Investment in intangible assets like computer software, research and development, and mineral exploration was up 9 per cent.
But labour productivity continues to flat-line at internationally unimpressive levels, which suggests not enough capital is being invested per worker and does not bode well for sustained rises in real incomes and living standards.
So must we conclude that we are just hopelessly improvident and feckless as a nation and as a people?
No. People have just been responding rationally to a tax system which says if you want to provide for your old age, don't save money. Instead, borrow money and use it to bid up the price of houses.
Since the tax rules were changed in 1989, New Zealand has treated retirement savings vehicles exceptionally harshly compared with their equivalents in other developed countries and, crucially, compared with owner-occupied housing.
If you entrust some of your hard-earned after-tax income to a fund manager, the returns it generates will be taxed as they accrue, including usually capital gains.
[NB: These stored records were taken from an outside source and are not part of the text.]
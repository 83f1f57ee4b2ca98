//! Receivables service
//!
//! Single entry point for callers: event recorders (sales approval, payment
//! capture, returns approval), the account pages, and operators. It wires the
//! writer, reconciler, reader and aggregator over one set of ports.

use std::sync::Arc;

use chrono::{DateTime, Utc};
use rust_decimal::Decimal;
use serde::Serialize;
use tracing::instrument;

use core_kernel::{
    AdjustmentId, CustomerId, DateRange, HealthCheckResult, PaymentId, ReceiptId, ReturnId, SaleId,
    TimeWindow, Timezone,
};

use crate::balance::{verify_chain, ChainViolation};
use crate::config::LedgerConfig;
use crate::entry::{EntryDirection, EntryRequest, LedgerEntry, ReferenceType};
use crate::error::LedgerError;
use crate::invoices::{open_invoices, OpenInvoice};
use crate::ports::{CustomerDirectory, LedgerPorts, LedgerStore, SalesPort};
use crate::reconciler::{ReconciliationReport, Reconciler};
use crate::statement::{AccountReader, AccountStatement};
use crate::summary::{CustomerSummary, FleetTotals, SummaryAggregator};
use crate::writer::EntryWriter;

/// Result of re-walking a customer's stored chain
#[derive(Debug, Clone, PartialEq, Eq, Serialize)]
pub struct LedgerVerification {
    pub customer_id: CustomerId,
    pub entry_count: usize,
    pub current_balance: Decimal,
    /// First inconsistency found, if any
    pub violation: Option<ChainViolation>,
}

impl LedgerVerification {
    pub fn is_valid(&self) -> bool {
        self.violation.is_none()
    }
}

/// Facade over the receivables ledger
#[derive(Clone)]
pub struct ReceivablesService {
    writer: EntryWriter,
    reconciler: Reconciler,
    reader: AccountReader,
    aggregator: SummaryAggregator,
    store: Arc<dyn LedgerStore>,
    customers: Arc<dyn CustomerDirectory>,
    sales: Arc<dyn SalesPort>,
    timezone: Timezone,
}

impl ReceivablesService {
    pub fn new(ports: LedgerPorts, config: LedgerConfig) -> Self {
        let LedgerPorts {
            store,
            customers,
            reconciled_sources,
            pending_credits,
            sales,
        } = ports;

        let writer = EntryWriter::new(store.clone(), customers.clone(), &config);
        let reconciler = Reconciler::new(
            writer.clone(),
            store.clone(),
            customers.clone(),
            reconciled_sources,
            &config,
        );
        let reader = AccountReader::new(
            store.clone(),
            customers.clone(),
            pending_credits,
            reconciler.clone(),
            config.business_timezone,
        );
        let aggregator = SummaryAggregator::new(store.clone(), customers.clone());

        Self {
            writer,
            reconciler,
            reader,
            aggregator,
            store,
            customers,
            sales,
            timezone: config.business_timezone,
        }
    }

    /// Appends an arbitrary entry
    pub async fn append(&self, request: EntryRequest) -> Result<LedgerEntry, LedgerError> {
        self.writer.append(request).await
    }

    /// Debits an approved credit sale
    pub async fn record_sale(
        &self,
        customer_id: CustomerId,
        sale_id: SaleId,
        amount: Decimal,
        description: impl Into<String>,
        approved_at: DateTime<Utc>,
    ) -> Result<LedgerEntry, LedgerError> {
        self.writer
            .append(
                EntryRequest::debit(customer_id, amount, ReferenceType::Sale)
                    .with_reference(sale_id)
                    .with_description(description)
                    .dated(approved_at),
            )
            .await
    }

    /// Credits a payment against the customer's account
    pub async fn record_payment(
        &self,
        customer_id: CustomerId,
        payment_id: PaymentId,
        amount: Decimal,
        description: impl Into<String>,
        paid_at: DateTime<Utc>,
    ) -> Result<LedgerEntry, LedgerError> {
        self.writer
            .append(
                EntryRequest::credit(customer_id, amount, ReferenceType::Payment)
                    .with_reference(payment_id)
                    .with_description(description)
                    .dated(paid_at),
            )
            .await
    }

    /// Credits money received without a specific sale
    pub async fn record_general_receipt(
        &self,
        customer_id: CustomerId,
        receipt_id: ReceiptId,
        amount: Decimal,
        description: impl Into<String>,
        received_at: DateTime<Utc>,
    ) -> Result<LedgerEntry, LedgerError> {
        self.writer
            .append(
                EntryRequest::credit(customer_id, amount, ReferenceType::GeneralReceipt)
                    .with_reference(receipt_id)
                    .with_description(description)
                    .dated(received_at),
            )
            .await
    }

    /// Credits an approved return, once
    ///
    /// Returns `None` if the return is already in the ledger, e.g. because
    /// the reconciler backfilled it first.
    pub async fn record_return(
        &self,
        customer_id: CustomerId,
        return_id: ReturnId,
        amount: Decimal,
        description: impl Into<String>,
        approved_at: DateTime<Utc>,
    ) -> Result<Option<LedgerEntry>, LedgerError> {
        self.writer
            .append_unique(
                EntryRequest::credit(customer_id, amount, ReferenceType::Return)
                    .with_reference(return_id)
                    .with_description(description)
                    .dated(approved_at),
            )
            .await
    }

    /// Manual correction in either direction, effective now
    pub async fn record_adjustment(
        &self,
        customer_id: CustomerId,
        adjustment_id: AdjustmentId,
        direction: EntryDirection,
        amount: Decimal,
        description: impl Into<String>,
    ) -> Result<LedgerEntry, LedgerError> {
        self.writer
            .append(
                EntryRequest::new(customer_id, direction, amount, ReferenceType::Adjustment)
                    .with_reference(adjustment_id)
                    .with_description(description),
            )
            .await
    }

    pub async fn get_account(
        &self,
        customer_id: CustomerId,
        range: DateRange,
    ) -> Result<AccountStatement, LedgerError> {
        self.reader.get_account(customer_id, range).await
    }

    pub async fn get_current_balance(
        &self,
        customer_id: CustomerId,
    ) -> Result<Decimal, LedgerError> {
        self.reader.get_current_balance(customer_id).await
    }

    pub async fn get_all_summaries(&self) -> Result<Vec<CustomerSummary>, LedgerError> {
        self.aggregator.get_all_summaries().await
    }

    pub async fn get_fleet_totals(&self) -> Result<FleetTotals, LedgerError> {
        self.aggregator.get_fleet_totals().await
    }

    /// Approved, not fully paid sales dated in `range`, oldest first
    #[instrument(skip(self), fields(customer_id = %customer_id))]
    pub async fn get_open_invoices(
        &self,
        customer_id: CustomerId,
        range: DateRange,
    ) -> Result<Vec<OpenInvoice>, LedgerError> {
        if !self.customers.exists(customer_id).await? {
            return Err(LedgerError::CustomerNotFound(customer_id));
        }
        let sales = self.sales.sales(customer_id, range.to_window(&self.timezone)).await?;
        Ok(open_invoices(
            sales.into_iter().filter(|s| s.customer_id == customer_id).collect(),
        ))
    }

    pub async fn reconcile(
        &self,
        customer_id: CustomerId,
    ) -> Result<ReconciliationReport, LedgerError> {
        if !self.customers.exists(customer_id).await? {
            return Err(LedgerError::CustomerNotFound(customer_id));
        }
        Ok(self.reconciler.reconcile(customer_id).await)
    }

    pub async fn reconcile_all(&self) -> Result<Vec<ReconciliationReport>, LedgerError> {
        self.reconciler.reconcile_all().await
    }

    /// Re-walks the customer's stored chain against the balance rule
    #[instrument(skip(self), fields(customer_id = %customer_id))]
    pub async fn verify_ledger(
        &self,
        customer_id: CustomerId,
    ) -> Result<LedgerVerification, LedgerError> {
        if !self.customers.exists(customer_id).await? {
            return Err(LedgerError::CustomerNotFound(customer_id));
        }
        let entries = self.store.entries(customer_id, TimeWindow::all()).await?;
        let violation = verify_chain(&entries).err();
        if let Some(v) = &violation {
            tracing::error!(
                sequence = v.sequence,
                expected = ?v.expected_balance,
                recorded = %v.recorded_balance,
                "Ledger chain is inconsistent"
            );
        }

        Ok(LedgerVerification {
            customer_id,
            entry_count: entries.len(),
            current_balance: entries.last().map_or(Decimal::ZERO, |e| e.balance),
            violation,
        })
    }

    /// Health of the ledger store
    pub async fn health(&self) -> HealthCheckResult {
        self.store.health_check().await
    }
}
When you eventually reach the age when you can access the money, that transaction is not taxed, but as soon as you reinvest it in, say, bank deposits or government stock, the income it generates will be taxed and when you finally spend what is left, it is liable to attract GST.
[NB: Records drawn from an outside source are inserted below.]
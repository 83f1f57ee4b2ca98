//! Entry writer
//!
//! The only component allowed to create ledger entries. Writes for one
//! customer are serialized by a per-customer async lock, so the
//! read-last-balance / compute / append sequence never interleaves with
//! another writer in this process. Writes for different customers never
//! wait on each other.
//!
//! The store's sequence check is the second line: if another process got
//! the next sequence first, the store answers `PortError::Conflict` and the
//! writer re-reads the chain and tries again, up to
//! [`LedgerConfig::max_append_attempts`] times.

use std::sync::Arc;

use chrono::Utc;
use dashmap::DashMap;
use rust_decimal::Decimal;
use tokio::sync::{Mutex, OwnedMutexGuard};
use tracing::{debug, info, instrument, warn};

use core_kernel::{CustomerId, LedgerEntryId};

use crate::balance::BalanceCalculator;
use crate::config::LedgerConfig;
use crate::entry::{EntryRequest, LedgerEntry};
use crate::error::LedgerError;
use crate::ports::{CustomerDirectory, LedgerStore};

/// Registry of per-customer write locks
///
/// A customer's lock lives only while some task holds or waits for it; the
/// last guard to drop removes it, so the map stays bounded by the customers
/// currently being written.
#[derive(Debug, Clone, Default)]
pub struct CustomerLocks {
    locks: Arc<DashMap<CustomerId, Arc<Mutex<()>>>>,
}

impl CustomerLocks {
    pub fn new() -> Self {
        Self::default()
    }

    /// Waits for exclusive write access to the customer's ledger
    pub async fn acquire(&self, customer_id: CustomerId) -> CustomerGuard {
        // Clone the Arc out so the map shard is not held across the await
        let lock = self
            .locks
            .entry(customer_id)
            .or_insert_with(|| Arc::new(Mutex::new(())))
            .clone();

        CustomerGuard {
            customer_id,
            locks: self.locks.clone(),
            permit: Some(lock.lock_owned().await),
        }
    }

    /// Customers with a live lock
    pub fn len(&self) -> usize {
        self.locks.len()
    }

    pub fn is_empty(&self) -> bool {
        self.locks.is_empty()
    }
}

/// Exclusive write access to one customer's ledger, released on drop
#[derive(Debug)]
pub struct CustomerGuard {
    customer_id: CustomerId,
    locks: Arc<DashMap<CustomerId, Arc<Mutex<()>>>>,
    permit: Option<OwnedMutexGuard<()>>,
}

impl CustomerGuard {
    pub fn customer_id(&self) -> CustomerId {
        self.customer_id
    }
}

impl Drop for CustomerGuard {
    fn drop(&mut self) {
        // Release first so only the map's own reference can remain
        drop(self.permit.take());
        // Waiters clone the Arc under the shard lock, so a count of one
        // means nobody holds or waits for this lock
        self.locks
            .remove_if(&self.customer_id, |_, lock| Arc::strong_count(lock) == 1);
    }
}

/// Appends entries with correct sequence and running balance
#[derive(Clone)]
pub struct EntryWriter {
    store: Arc<dyn LedgerStore>,
    customers: Arc<dyn CustomerDirectory>,
    locks: CustomerLocks,
    max_attempts: u32,
}

impl EntryWriter {
    pub fn new(
        store: Arc<dyn LedgerStore>,
        customers: Arc<dyn CustomerDirectory>,
        config: &LedgerConfig,
    ) -> Self {
        Self {
            store,
            customers,
            locks: CustomerLocks::new(),
            max_attempts: config.max_append_attempts.max(1),
        }
    }

    /// Takes the customer's write lock
    ///
    /// Hold the guard to make several writes (and the reads deciding them)
    /// atomic with respect to other writers, then write with
    /// [`append_locked`](Self::append_locked).
    pub async fn lock(&self, customer_id: CustomerId) -> CustomerGuard {
        self.locks.acquire(customer_id).await
    }

    /// Appends one entry
    ///
    /// Rejects non-positive amounts before touching the store and unknown
    /// customers before taking the lock.
    #[instrument(skip(self, request), fields(
        customer_id = %request.customer_id,
        direction = %request.direction,
        amount = %request.amount,
        reference_type = %request.reference_type,
    ))]
    pub async fn append(&self, request: EntryRequest) -> Result<LedgerEntry, LedgerError> {
        self.validate(&request).await?;
        let guard = self.lock(request.customer_id).await;
        self.write(&guard, request).await
    }

    /// Appends one entry unless the ledger already holds its reference id
    ///
    /// Returns `None` when an entry with the same reference type and id
    /// exists. Requests without a reference id are always written.
    #[instrument(skip(self, request), fields(
        customer_id = %request.customer_id,
        reference_type = %request.reference_type,
    ))]
    pub async fn append_unique(
        &self,
        request: EntryRequest,
    ) -> Result<Option<LedgerEntry>, LedgerError> {
        self.validate(&request).await?;
        let guard = self.lock(request.customer_id).await;
        self.write_unique(&guard, request).await
    }

    /// Appends one entry under a lock the caller already holds
    pub async fn append_locked(
        &self,
        guard: &CustomerGuard,
        request: EntryRequest,
    ) -> Result<LedgerEntry, LedgerError> {
        Self::check_guard(guard, &request)?;
        self.validate(&request).await?;
        self.write(guard, request).await
    }

    fn check_guard(guard: &CustomerGuard, request: &EntryRequest) -> Result<(), LedgerError> {
        if guard.customer_id() != request.customer_id {
            return Err(LedgerError::WrongCustomerGuard {
                held: guard.customer_id(),
                requested: request.customer_id,
            });
        }
        Ok(())
    }

    async fn validate(&self, request: &EntryRequest) -> Result<(), LedgerError> {
        if request.amount <= Decimal::ZERO {
            return Err(LedgerError::InvalidAmount(request.amount));
        }
        if !self.customers.exists(request.customer_id).await? {
            return Err(LedgerError::CustomerNotFound(request.customer_id));
        }
        Ok(())
    }

    async fn write_unique(
        &self,
        guard: &CustomerGuard,
        request: EntryRequest,
    ) -> Result<Option<LedgerEntry>, LedgerError> {
        if let Some(reference_id) = request.reference_id {
            let existing = self
                .store
                .reference_ids(request.customer_id, request.reference_type)
                .await?;
            if existing.contains(&reference_id) {
                debug!(%reference_id, "Entry already recorded, skipping");
                return Ok(None);
            }
        }
        self.write(guard, request).await.map(Some)
    }

    async fn write(
        &self,
        _guard: &CustomerGuard,
        request: EntryRequest,
    ) -> Result<LedgerEntry, LedgerError> {
        let customer_id = request.customer_id;
        let mut attempt = 0;

        loop {
            attempt += 1;

            let previous = self.store.last_entry(customer_id).await?;
            let (previous_balance, sequence) = previous
                .map_or((Decimal::ZERO, 1), |last| (last.balance, last.sequence + 1));

            let Some(balance) =
                BalanceCalculator::next(previous_balance, request.amount, request.direction)
            else {
                warn!(%previous_balance, "Entry would overflow the running balance");
                return Err(LedgerError::BalanceOverflow(customer_id));
            };

            let now = Utc::now();
            let entry = LedgerEntry {
                id: LedgerEntryId::new_v7(),
                customer_id,
                sequence,
                direction: request.direction,
                amount: request.amount,
                balance,
                reference_type: request.reference_type,
                reference_id: request.reference_id,
                description: request.description.clone(),
                transaction_date: request.transaction_date.unwrap_or(now),
                created_at: now,
            };

            match self.store.append(entry).await {
                Ok(stored) => {
                    info!(
                        entry_id = %stored.id,
                        sequence = stored.sequence,
                        balance = %stored.balance,
                        "Ledger entry appended"
                    );
                    return Ok(stored);
                }
                Err(e) if e.is_conflict() && attempt < self.max_attempts => {
                    warn!(attempt, sequence, "Sequence taken by another writer, retrying");
                }
                Err(e) if e.is_conflict() => {
                    warn!(attempts = attempt, "Giving up after repeated sequence conflicts");
                    return Err(LedgerError::ConcurrencyConflict {
                        customer_id,
                        attempts: attempt,
                    });
                }
                Err(e) => return Err(e.into()),
            }
        }
    }
}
By contrast, you can take the same initial pot of surplus cash to a bank which will lend you as big a multiple of your equity as the Reserve Bank will allow, to buy a house with it. You can then enjoy all the benefits of leverage in what is almost always a rising market, and the imputed or avoided rents which fall outside the tax system, until you are ready to sell and pocket your untaxed capital gain.
So guess what we do?
Addressing this economically debilitating distortion from the housing side would be challenging, given the vested interests of owner-occupiers.
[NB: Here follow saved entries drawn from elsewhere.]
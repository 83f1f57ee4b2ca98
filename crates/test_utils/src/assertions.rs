//! Custom Test Assertions
//!
//! Ledger-specific assertions that say which entry or field broke, rather
//! than dumping two whole structs.

use rust_decimal::Decimal;

use domain_receivables::{verify_chain, AccountStatement, CustomerSummary, LedgerEntry};

/// Asserts the chain is 1..=n in write order with every balance following
/// from the previous one
///
/// # Panics
///
/// Panics at the first entry that breaks the balance rule or the sequence
pub fn assert_chain_valid(entries: &[LedgerEntry]) {
    if let Err(violation) = verify_chain(entries) {
        panic!(
            "Ledger chain broken at sequence {} (expected sequence {}): \
             recorded balance {}, expected {:?}",
            violation.sequence,
            violation.expected_sequence,
            violation.recorded_balance,
            violation.expected_balance
        );
    }
}

/// Asserts the last entry's balance, or zero for an empty chain
pub fn assert_current_balance(entries: &[LedgerEntry], expected: Decimal) {
    let actual = entries.last().map_or(Decimal::ZERO, |e| e.balance);
    assert_eq!(
        actual, expected,
        "Current balance is {}, expected {}",
        actual, expected
    );
}

/// Asserts every summary field follows from the others
pub fn assert_summary_consistent(summary: &CustomerSummary) {
    assert_eq!(
        summary.total_credit,
        summary.total_payments + summary.total_returns,
        "Summary for {}: credit {} != payments {} + returns {}",
        summary.customer_id,
        summary.total_credit,
        summary.total_payments,
        summary.total_returns
    );
    assert_eq!(
        summary.current_balance,
        summary.total_debit - summary.total_credit,
        "Summary for {}: balance {} != debit {} - credit {}",
        summary.customer_id,
        summary.current_balance,
        summary.total_debit,
        summary.total_credit
    );
    assert_eq!(
        summary.remaining_debt,
        summary.current_balance.max(Decimal::ZERO),
        "Summary for {}: remaining debt {} for balance {}",
        summary.customer_id,
        summary.remaining_debt,
        summary.current_balance
    );
}

/// Asserts statement lines are newest first
pub fn assert_newest_first(statement: &AccountStatement) {
    for pair in statement.lines.windows(2) {
        assert!(
            pair[0].transaction_date() >= pair[1].transaction_date(),
            "Line dated {} is listed before older line dated {}",
            pair[1].transaction_date(),
            pair[0].transaction_date()
        );
    }
}
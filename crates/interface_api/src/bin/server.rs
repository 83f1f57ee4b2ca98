//! Receivables Ledger - API Server Binary
//!
//! # Usage
//!
//! ```bash
//! RECEIVABLES_DATABASE_URL=postgres://... cargo run --bin receivables-api
//! ```
//!
//! # Environment Variables
//!
//! * `RECEIVABLES_HOST` - Server host (default: 0.0.0.0)
//! * `RECEIVABLES_PORT` - Server port (default: 8080)
//! * `RECEIVABLES_DATABASE_URL` - PostgreSQL connection string
//! * `RECEIVABLES_MAX_CONNECTIONS` - Pool size (default: 10)
//! * `RECEIVABLES_LOG_LEVEL` - Log level when `RUST_LOG` is unset (default: info)
//! * `RECEIVABLES_LEDGER__BUSINESS_TIMEZONE` - Timezone date filters are read in
//! * `RECEIVABLES_LEDGER__MAX_APPEND_ATTEMPTS` - Append retries on conflict
//! * `RECEIVABLES_LEDGER__BACKFILL_LABEL` - Suffix of backfilled descriptions

use std::net::SocketAddr;
use std::sync::Arc;

use domain_receivables::{LedgerPorts, ReceivablesService, ReconciledEventSource};
use infra_db::{
    create_pool, run_migrations, DatabaseConfig, PostgresBusinessRecords, PostgresLedgerStore,
};
use interface_api::{config::ApiConfig, create_router};
use tokio::net::TcpListener;
use tracing_subscriber::{layer::SubscriberExt, util::SubscriberInitExt, EnvFilter};

#[tokio::main]
async fn main() -> Result<(), Box<dyn std::error::Error>> {
    // Local development convenience
    dotenvy::dotenv().ok();

    let config = ApiConfig::from_env()?;
    init_tracing(&config.log_level);

    tracing::info!(
        host = %config.host,
        port = %config.port,
        "Starting receivables ledger API server"
    );

    let pool = create_pool(
        DatabaseConfig::new(config.database_url.clone()).max_connections(config.max_connections),
    )
    .await?;
    run_migrations(&pool).await?;
    tracing::info!("Database ready");

    let records = Arc::new(PostgresBusinessRecords::new(pool.clone()));
    let returns: Arc<dyn ReconciledEventSource> = records.clone();
    let ports = LedgerPorts {
        store: Arc::new(PostgresLedgerStore::new(pool)),
        customers: records.clone(),
        reconciled_sources: vec![returns],
        pending_credits: records.clone(),
        sales: records,
    };
    let service = ReceivablesService::new(ports, config.ledger.clone());

    let app = create_router(service, config.clone());
    let addr: SocketAddr = config.server_addr().parse()?;
    tracing::info!(%addr, "Server listening");

    let listener = TcpListener::bind(addr).await?;
    axum::serve(listener, app)
        .with_graceful_shutdown(shutdown_signal())
        .await?;

    tracing::info!("Server shutdown complete");
    Ok(())
}

fn init_tracing(log_level: &str) {
    let filter = EnvFilter::try_from_default_env()
        .or_else(|_| EnvFilter::try_new(log_level))
        .unwrap_or_else(|_| EnvFilter::new("info"));

    tracing_subscriber::registry()
        .with(filter)
        .with(tracing_subscriber::fmt::layer().with_target(true))
        .init();
}

/// Waits for Ctrl+C or SIGTERM
async fn shutdown_signal() {
    let ctrl_c = async {
        tokio::signal::ctrl_c()
            .await
            .expect("Failed to install Ctrl+C handler");
    };

    #[cfg(unix)]
    let terminate = async {
        tokio::signal::unix::signal(tokio::signal::unix::SignalKind::terminate())
            .expect("Failed to install signal handler")
            .recv()
            .await;
    };

    #[cfg(not(unix))]
    let terminate = std::future::pending::<()>();

    tokio::select! {
        _ = ctrl_c => {
            tracing::info!("Received Ctrl+C, initiating graceful shutdown");
        }
        _ = terminate => {
            tracing::info!("Received SIGTERM, initiating graceful shutdown");
        }
    }
}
And indeed, the terms of reference of the tax working group concede this. It is charged with considering "whether taxing capital gains or land (not applying to the family home or the land under it) or other housing tax measures would improve the tax system." The carve-out of the family home reflects the reality of the likely political consequences were the taxman to sling a grappling iron into what is now the majority of household wealth.
For investors in rental property, the rules are already set to become less accommodating, with an extension of the bright line test for capital gains tax from two to five years and moves to ring-fence tax losses and block negative gearing from providing a tax shelter for other income.
As economist Andrew Coleman argues in his paper "Housing, the 'Great Income Tax Experiment' and the intergenerational consequences of the lease", the distortions arising from the adoption of the taxed-taxed-exempt (TTE) treatment of retirement savings vehicles nearly 30 years ago could also be addressed from that side rather than housing investment.
And indeed, if memory serves, while he was Finance Minister, Cullen described TTE as the biggest exercise in intergenerational theft he had seen. It was in the context of justifying allowing a limited tax credit for contributions to KiwiSaver schemes, but that only nibbles at the problem.
Clearly, any moves to level the playing field by adopting a less discouraging and more internationally normal tax treatment of retirement savings would come at a fiscal cost.
In that sense, the Finance Minister is among those who have a vested interest in the status quo.
But when the status quo is one of chronic household dis-saving, high levels of household and foreign debt, sky high house prices, weak business investment and static labour productivity and real wages, someone needs to take a sword to this Gordian knot.